Dataset records →
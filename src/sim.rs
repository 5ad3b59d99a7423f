//! A simulated USB peripheral, and a simulated host
//!
//! Registers follow the hardware write semantics: toggle bits flip on 1,
//! rc_w0 flags clear on 0, `SETUP` and `ISTR.CTR` ignore writes. The host
//! side drives transactions the way the serial interface engine would.

use crate::pma::PMA_SIZE;
use crate::register::{Daddr, Epr, Istr, Status, EPR_RC_W0, EPR_RW, EPR_TOGGLE, ISTR_RC_W0};
use crate::{PeripheralPort, Register, MAX_ENDPOINTS};
use std::vec::Vec;

/// The new `EPnR` value after the CPU writes `written`
pub fn hardware_write(current: u16, written: u16) -> u16 {
    let plain = written & EPR_RW;
    let toggled = (current ^ written) & EPR_TOGGLE;
    let flags = current & written & EPR_RC_W0;
    let read_only = current & Epr::SETUP.bits();
    plain | toggled | flags | read_only
}

/// The host's view of a transaction that didn't move data
#[derive(Clone, Copy, Debug, PartialEq, Eq)]
pub enum Handshake {
    Nak,
    Stall,
    /// The endpoint is disabled, so the device doesn't answer
    Timeout,
}

pub struct Sim {
    epr: [u16; MAX_ENDPOINTS],
    cntr: u16,
    istr: u16,
    daddr: u16,
    btable: u16,
    pma: [u8; PMA_SIZE],
    /// Every value written to `DADDR`, in order
    pub address_writes: Vec<u16>,
}

impl Sim {
    pub fn new() -> Self {
        Sim {
            epr: [0; MAX_ENDPOINTS],
            cntr: 0x0003,
            istr: 0,
            daddr: 0,
            btable: 0,
            pma: [0; PMA_SIZE],
            address_writes: Vec::new(),
        }
    }

    pub fn epr(&self, ep: u8) -> u16 {
        self.epr[ep as usize]
    }

    pub fn tx_status(&self, ep: u8) -> Status {
        Status::tx(self.epr(ep))
    }

    pub fn rx_status(&self, ep: u8) -> Status {
        Status::rx(self.epr(ep))
    }

    pub fn daddr(&self) -> u16 {
        self.daddr
    }

    pub fn cntr(&self) -> u16 {
        self.cntr
    }

    fn word(&self, offset: usize) -> u16 {
        u16::from_le_bytes([self.pma[offset], self.pma[offset + 1]])
    }

    fn set_word(&mut self, offset: usize, value: u16) {
        self.pma[offset..offset + 2].copy_from_slice(&value.to_le_bytes());
    }

    /// Buffer descriptor table field `field` (0, 2, 4 or 6) for `ep`
    pub fn bdt(&self, ep: u8, field: usize) -> u16 {
        self.word(self.btable as usize + ep as usize * 8 + field)
    }

    fn set_status(&mut self, ep: u8, tx: Option<Status>, rx: Option<Status>) {
        let epr = &mut self.epr[ep as usize];
        if let Some(tx) = tx {
            *epr = (*epr & !Epr::STAT_TX.bits()) | ((tx as u16) << 4);
        }
        if let Some(rx) = rx {
            *epr = (*epr & !Epr::STAT_RX.bits()) | ((rx as u16) << 12);
        }
    }

    fn deliver(&mut self, ep: u8, data: &[u8]) {
        let addr = self.bdt(ep, 4) as usize;
        let count_rx = self.bdt(ep, 6);
        let capacity = if count_rx & 0x8000 != 0 {
            (((count_rx >> 10) & 0x1F) as usize + 1) * 32
        } else {
            ((count_rx >> 10) & 0x1F) as usize * 2
        };
        assert!(data.len() <= capacity, "packet larger than the receive buffer");
        self.pma[addr..addr + data.len()].copy_from_slice(data);
        let field = self.btable as usize + ep as usize * 8 + 6;
        self.set_word(field, (count_rx & 0xFC00) | data.len() as u16);
    }

    /// The host signals a bus reset
    pub fn bus_reset(&mut self) {
        self.epr = [0; MAX_ENDPOINTS];
        self.daddr = 0;
        self.istr |= Istr::RESET.bits();
    }

    /// The host sends a SETUP packet to endpoint 0
    ///
    /// The hardware accepts SETUP regardless of the receive status.
    pub fn setup(&mut self, packet: &[u8]) {
        self.deliver(0, packet);
        let epr = &mut self.epr[0];
        *epr |= Epr::CTR_RX.bits() | Epr::SETUP.bits();
        // The data and status stages both start with DATA1
        *epr |= Epr::DTOG_TX.bits() | Epr::DTOG_RX.bits();
        self.set_status(0, Some(Status::Nak), Some(Status::Nak));
    }

    /// The host sends an OUT packet
    pub fn out(&mut self, ep: u8, data: &[u8]) -> Result<(), Handshake> {
        match self.rx_status(ep) {
            Status::Valid => {
                self.deliver(ep, data);
                let epr = &mut self.epr[ep as usize];
                *epr |= Epr::CTR_RX.bits();
                *epr &= !Epr::SETUP.bits();
                *epr ^= Epr::DTOG_RX.bits();
                self.set_status(ep, None, Some(Status::Nak));
                Ok(())
            }
            Status::Nak => Err(Handshake::Nak),
            Status::Stall => Err(Handshake::Stall),
            Status::Disabled => Err(Handshake::Timeout),
        }
    }

    /// The host requests an IN packet
    pub fn in_packet(&mut self, ep: u8) -> Result<Vec<u8>, Handshake> {
        match self.tx_status(ep) {
            Status::Valid => {
                let addr = self.bdt(ep, 0) as usize;
                let count = (self.bdt(ep, 2) & 0x3FF) as usize;
                let data = self.pma[addr..addr + count].to_vec();
                let epr = &mut self.epr[ep as usize];
                *epr |= Epr::CTR_TX.bits();
                *epr ^= Epr::DTOG_TX.bits();
                self.set_status(ep, Some(Status::Nak), None);
                Ok(data)
            }
            Status::Nak => Err(Handshake::Nak),
            Status::Stall => Err(Handshake::Stall),
            Status::Disabled => Err(Handshake::Timeout),
        }
    }
}

impl PeripheralPort for Sim {
    fn read(&self, register: Register) -> u16 {
        match register {
            Register::Endpoint(ep) => self.epr[ep as usize],
            Register::Control => self.cntr,
            Register::Status => {
                let pending = self
                    .epr
                    .iter()
                    .position(|epr| epr & EPR_RC_W0 != 0)
                    .map(|ep| {
                        let dir = if self.epr[ep] & Epr::CTR_RX.bits() != 0 {
                            Istr::DIR.bits()
                        } else {
                            0
                        };
                        Istr::CTR.bits() | dir | ep as u16
                    })
                    .unwrap_or(0);
                self.istr | pending
            }
            Register::Address => self.daddr,
            Register::BufferTable => self.btable,
        }
    }

    fn write(&mut self, register: Register, value: u16) {
        match register {
            Register::Endpoint(ep) => {
                let epr = &mut self.epr[ep as usize];
                *epr = hardware_write(*epr, value);
            }
            Register::Control => self.cntr = value,
            Register::Status => self.istr &= value | !ISTR_RC_W0,
            Register::Address => {
                self.daddr = value & (Daddr::ADD | Daddr::EF).bits();
                self.address_writes.push(value);
            }
            Register::BufferTable => self.btable = value & 0xFFF8,
        }
    }

    fn read_pma(&self, offset: usize) -> u16 {
        assert_eq!(offset % 2, 0, "unaligned packet memory access");
        self.word(offset)
    }

    fn write_pma(&mut self, offset: usize, value: u16) {
        assert_eq!(offset % 2, 0, "unaligned packet memory access");
        self.set_word(offset, value);
    }
}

Assignment →
Reproduce exactly the entries above, limited to the lines from the one with "fn deliver(&mut self, ep: u8, data: &[u8])" through the one with "larger than the", both included.

Answer space →
    fn deliver(&mut self, ep: u8, data: &[u8]) {
        let addr = self.bdt(ep, 4) as usize;
        let count_rx = self.bdt(ep, 6);
        let capacity = if count_rx & 0x8000 != 0 {
            (((count_rx >> 10) & 0x1F) as usize + 1) * 32
        } else {
            ((count_rx >> 10) & 0x1F) as usize * 2
        };
        assert!(data.len() <= capacity, "packet larger than the receive buffer");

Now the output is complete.